Фразу «Архитектура – застывшая музыка» произнес Виктор Гюго. Но она остается не более чем метафорой. Архитектура – власть художника над обживаемым людьми пространством, и поэтому она более в тесном родстве с живописью. Однако отношения между этими «родичами» складывались по-разному.
В историко-художественном музее Пскова есть икона XVI века. На ней евангелист Лука пишет портрет Богоматери с младенцем: на мольберте установлена доска с почти завершенным изображением, а рядом сама «модель». Икона прелестна и сама по себе, но мастерской художника служит внутреннее пространство храма — его интерьер. Получается что-то вроде «матрешки»: на иконе – интерьер, но и сама икона составляла важную часть интерьера церкви – иконостас, отделявший мирян от алтаря. Замысел создателя иконы очевиден и вместе с тем сложен. На иконе иное здание, чем небогатая псковская церковь, но можно понять: священное изображение входит в его привычную церковь, реальное здание и изображение словно приравниваются друг к другу.

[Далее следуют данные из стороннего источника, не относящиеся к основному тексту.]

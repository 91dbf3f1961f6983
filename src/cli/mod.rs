pub mod commands;
pub mod output;
pub mod session;
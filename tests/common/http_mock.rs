use wiremock::matchers::{method, path};
use wiremock::{Mock, MockServer, ResponseTemplate};

use super::token_body;

/// Start a mock server whose token endpoint issues `access_token` once.
#[allow(dead_code)]
pub async fn start_token_server(access_token: &str, refresh_token: &str) -> MockServer {
    let server = MockServer::start().await;

    Mock::given(method("POST"))
        .and(path("/auth/token"))
        .respond_with(
            ResponseTemplate::new(200).set_body_json(token_body(access_token, refresh_token)),
        )
        .mount(&server)
        .await;

    server
}

/// Serve one connection that promises `content_length` bytes but sends only
/// `body` before closing. Returns the base URL.
#[allow(dead_code)]
pub fn spawn_truncated_server(status: u16, content_length: usize, body: &'static [u8]) -> String {
    use std::io::{Read, Write};

    let listener = std::net::TcpListener::bind("127.0.0.1:0").unwrap();
    let addr = listener.local_addr().unwrap();
    std::thread::spawn(move || {
        let (mut stream, _) = listener.accept().unwrap();
        let mut request = Vec::new();
        let mut buf = [0u8; 1024];
        while !request.windows(4).any(|w| w == b"\r\n\r\n") {
            match stream.read(&mut buf) {
                Ok(0) | Err(_) => return,
                Ok(n) => request.extend_from_slice(&buf[..n]),
            }
        }
        let head = format!(
            "HTTP/1.1 {status} Whatever\r\nContent-Type: application/octet-stream\r\nContent-Length: {content_length}\r\nConnection: close\r\n\r\n"
        );
        let _ = stream.write_all(head.as_bytes());
        let _ = stream.write_all(body);
        let _ = stream.flush();
    });
    format!("http://{addr}")
}
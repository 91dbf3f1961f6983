use crate::error::PixivError;

use super::types::PixivConfig;

/// Expand environment variable references in a string.
///
/// Supported syntaxes:
/// - `${VAR}` - replaced with env var value; error if unset
/// - `${VAR:-fallback}` - replaced with env var value, or fallback if unset or empty
///
/// A `$` not followed by `{` is kept literally.
pub fn expand_env_vars(input: &str) -> Result<String, PixivError> {
    let mut result = String::with_capacity(input.len());
    let mut chars = input.chars().peekable();

    while let Some(ch) = chars.next() {
        if ch != '$' || chars.peek() != Some(&'{') {
            result.push(ch);
            continue;
        }
        chars.next(); // consume '{'

        let mut var_expr = String::new();
        let mut found_close = false;
        for c in chars.by_ref() {
            if c == '}' {
                found_close = true;
                break;
            }
            var_expr.push(c);
        }
        if !found_close {
            return Err(env_error(&format!(
                "Unclosed variable reference: ${{{var_expr}"
            )));
        }

        match var_expr.split_once(":-") {
            Some((var_name, fallback)) => match std::env::var(var_name) {
                Ok(val) if !val.is_empty() => result.push_str(&val),
                _ => result.push_str(fallback),
            },
            None => {
                let val = std::env::var(&var_expr).map_err(|_| {
                    env_error(&format!("Environment variable '{var_expr}' is not set"))
                })?;
                result.push_str(&val);
            }
        }
    }

    Ok(result)
}

/// Expand environment variables in every string field of a config.
pub fn expand_config(config: &mut PixivConfig) -> Result<(), PixivError> {
    for field in [
        &mut config.client_id,
        &mut config.client_secret,
        &mut config.hash_secret,
        &mut config.oauth_url,
        &mut config.api_referer,
    ] {
        *field = expand_env_vars(field.as_str())?;
    }
    Ok(())
}

fn env_error(detail: &str) -> PixivError {
    PixivError::Config {
        path: std::path::PathBuf::from("<env>"),
        detail: detail.to_string(),
    }
}
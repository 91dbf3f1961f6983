//! Response decoding with a caller-supplied per-object transform.
//!
//! A [`DecodeHook`] sees every JSON object of a response, innermost first,
//! and returns the value that replaces it. Hooks are how callers turn raw
//! API objects (illusts, users, pages) into their own shapes during parse.

use serde::de::DeserializeOwned;
use serde_json::{Map, Value};

use crate::error::PixivError;

pub trait DecodeHook {
    /// Transform one decoded object. Its children have already been visited.
    fn visit_object(&self, object: Map<String, Value>) -> Result<Value, PixivError>;
}

/// Leaves every object as decoded.
#[derive(Debug, Clone, Copy, Default)]
pub struct Identity;

impl DecodeHook for Identity {
    fn visit_object(&self, object: Map<String, Value>) -> Result<Value, PixivError> {
        Ok(Value::Object(object))
    }
}

impl<F> DecodeHook for F
where
    F: Fn(Map<String, Value>) -> Value,
{
    fn visit_object(&self, object: Map<String, Value>) -> Result<Value, PixivError> {
        Ok(self(object))
    }
}

/// Interpret a response body as raw UTF-8 text.
pub fn body_text(bytes: &[u8]) -> Result<String, PixivError> {
    String::from_utf8(bytes.to_vec())
        .map_err(|e| PixivError::Decode(format!("Response body is not valid UTF-8: {e}")))
}

/// Parse `text` as JSON and run `hook` over every object, bottom-up.
pub fn decode_with<H>(text: &str, hook: &H) -> Result<Value, PixivError>
where
    H: DecodeHook + ?Sized,
{
    let value: Value = serde_json::from_str(text)
        .map_err(|e| PixivError::Decode(format!("Invalid JSON response: {e}")))?;
    apply(value, hook)
}

/// Decode through `hook`, then deserialize the result into `T`.
pub fn decode_as<T, H>(text: &str, hook: &H) -> Result<T, PixivError>
where
    T: DeserializeOwned,
    H: DecodeHook + ?Sized,
{
    let value = decode_with(text, hook)?;
    serde_json::from_value(value)
        .map_err(|e| PixivError::Decode(format!("Unexpected response shape: {e}")))
}

fn apply<H>(value: Value, hook: &H) -> Result<Value, PixivError>
where
    H: DecodeHook + ?Sized,
{
    match value {
        Value::Array(items) => items
            .into_iter()
            .map(|item| apply(item, hook))
            .collect::<Result<Vec<_>, _>>()
            .map(Value::Array),
        Value::Object(object) => {
            let visited = object
                .into_iter()
                .map(|(k, v)| Ok((k, apply(v, hook)?)))
                .collect::<Result<Map<_, _>, PixivError>>()?;
            hook.visit_object(visited)
        }
        scalar => Ok(scalar),
    }
}
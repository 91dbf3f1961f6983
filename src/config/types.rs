use serde::{Deserialize, Serialize};

pub const DEFAULT_OAUTH_URL: &str = "https://oauth.secure.pixiv.net/auth/token";
pub const DEFAULT_API_REFERER: &str = "https://app-api.pixiv.net/";

/// Client-identification secrets and endpoints shared by every request.
///
/// The secrets identify the official mobile app to the OAuth endpoint; they
/// are deployment configuration, never per-user data.
#[derive(Clone, Serialize, Deserialize)]
#[serde(rename_all = "camelCase")]
pub struct PixivConfig {
    pub client_id: String,
    pub client_secret: String,
    pub hash_secret: String,
    #[serde(default = "default_oauth_url")]
    pub oauth_url: String,
    #[serde(default = "default_api_referer")]
    pub api_referer: String,
}

fn default_oauth_url() -> String {
    DEFAULT_OAUTH_URL.to_string()
}

fn default_api_referer() -> String {
    DEFAULT_API_REFERER.to_string()
}

impl PixivConfig {
    pub fn new(
        client_id: impl Into<String>,
        client_secret: impl Into<String>,
        hash_secret: impl Into<String>,
    ) -> Self {
        Self {
            client_id: client_id.into(),
            client_secret: client_secret.into(),
            hash_secret: hash_secret.into(),
            oauth_url: default_oauth_url(),
            api_referer: default_api_referer(),
        }
    }

    /// Point token requests at a different endpoint (mock servers, proxies).
    pub fn with_oauth_url(mut self, url: impl Into<String>) -> Self {
        self.oauth_url = url.into();
        self
    }

    /// Names of required fields that are empty.
    pub fn missing_fields(&self) -> Vec<&'static str> {
        let mut missing = Vec::new();
        if self.client_id.is_empty() {
            missing.push("clientId");
        }
        if self.client_secret.is_empty() {
            missing.push("clientSecret");
        }
        if self.hash_secret.is_empty() {
            missing.push("hashSecret");
        }
        missing
    }
}

/// Shows the client id and endpoints; both secrets are omitted.
impl std::fmt::Debug for PixivConfig {
    fn fmt(&self, f: &mut std::fmt::Formatter<'_>) -> std::fmt::Result {
        f.debug_struct("PixivConfig")
            .field("client_id", &self.client_id)
            .field("oauth_url", &self.oauth_url)
            .field("api_referer", &self.api_referer)
            .finish_non_exhaustive()
    }
}
use std::path::Path;

use crate::client::Client;
use crate::config::PixivConfig;
use crate::error::PixivError;
use crate::oauth;
use crate::store::{load_token, save_token};

/// Get an authenticated client for the CLI.
///
/// The stored token is used as-is, or refreshed first when it has expired.
pub async fn authenticated_client(
    config: &PixivConfig,
    store: &Path,
) -> Result<Client, PixivError> {
    let token = load_token(store).ok_or_else(|| {
        PixivError::InvalidToken(format!(
            "no saved token at {}. Run: pixiv login",
            store.display()
        ))
    })?;

    if !token.is_expired() {
        return Client::new(config.clone(), token);
    }

    tracing::debug!("Saved token for {} expired, refreshing", token.user.account);
    let client = oauth::refresh(config, &token.refresh_token).await?;
    save_token(store, client.token())?;
    Ok(client)
}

Это не случайность. Над великолепным собранием мудрецов в картине Рафаэля «Афинская школа» не просто небо, хотя оно и видно за головами Платона и Аристотеля, в центре фрески. Небо над этими великими спорщиками охвачено полукруглой дугой могучей арки, затем еще одной и еще – на нас надвигается все расширяющееся пространство. Но самая последняя арка – внешний обрез фрески – уже не нарисована. Это реальная граница плоскости и свода в интерьере Станцев Ватикана. Рафаэль не просто писал свою фреску как самостоятельную картину – он сделал изображенную сцену продолжением интерьера папского дворца.
Если в одной из ранних работ, «Обручение Богоматери», Рафаэль помещает на заднем плане несколько нелепое сооружение, связывает планы картины по глубине, то в Станцах нам открывается совсем иное. То, что в «Афинской школе», «Илиодоре» и других полукруглых «окнах» под сводами залов, могло быть построено. Это живописный проект архитектурных сооружений, соответствовавших новым вкусам. Случайности в таких архитектурных познаниях и пристрастиях нет: Рафаэль не только изучил памятники Древнего Рима, участвовал в обсуждении работ на постройке собора св. Петра в Риме, но проектировал и строил сам.
И он, и Леонардо да Винчи и Микеланджело живописцы и зодчие. Они не просто совмещали различные профессии, для них живопись и архитектура были прямым продолжением друг друга.
В интерьере репродукции фрески Леонардо «Тайная вечеря». Леонардо тоже связывает обыденность происходившего в трапезной монастыря с изображением на фреске. В этом замысле сказалась и воля заказчиков: монахи должны были переживать общую трапезу, словно они свидетели и соучастники того легендарного события – последней ночи с Христом, которого на рассвете схватят стражи.
Почти волшебная сила фрески передается каждому. Но достигнута эта магия за счет точного расчета, безошибочного владения перспективой. Передача перспективы и пространства – вот проблема, связавшая архитектуру и живопись. Живописцы Возрождения не просто аккуратно срисовывали городские улицы и площади. Они еще и сочиняли архитектуру городов – нередко предугадывая, какой она будет в действительности.
С того момента, когда Ф. Брунеллески создает точные правила построения перспективы, уточняемые последователями, художников охватывает страсть научиться владеть пространством во всю его глубину, устремлять линии от краев картины к пропадающей в бесконечности геометрической «точке схода». Эта страсть сродни жажде юного Пифагора, отправившегося с родного Самоса в далекий и чужой Египет, чтобы научиться тайне построения точного прямого угла. Сегодняшняя истина школьной геометрии когда-то была великим открытием.
В последующие века снова все меняется. Архитектура надолго сохраняет неизменными правила, созданные родоначальниками Возрождения. Изображения интерьеров, нарисованные рукой А.М.Воронихина для Строгановского дворца в Петербурге или рукой Д.Пакстона для первого современного (из железа и стекла) сооружения на Лондонской Всемирной выставке, мало отличаются от рисунка Рафаэля. А живопись? В эпоху классицизма она трактует архитектуру только как «задник» или кулисы сцены, которые надо изобразить по известным правилам.
Когда же начался бунт против академизма, когда импрессионисты решили задачу «цвет и свет в пространстве», кубисты начали разбирать мир на куски и собирать вновь, архитектура и живопись почти совсем утратили взаимосвязь. Живописец перестал быть строителем пространства картины, архитектор – художником в своей работе, словно чуждые друг другу специалисты: инженер и декоратор, навешивающий на конструкции типовые украшения.
Однако с конца XIX века между изобразительным искусством и архитектурой стали крепнуть новые связи – через скульптуру.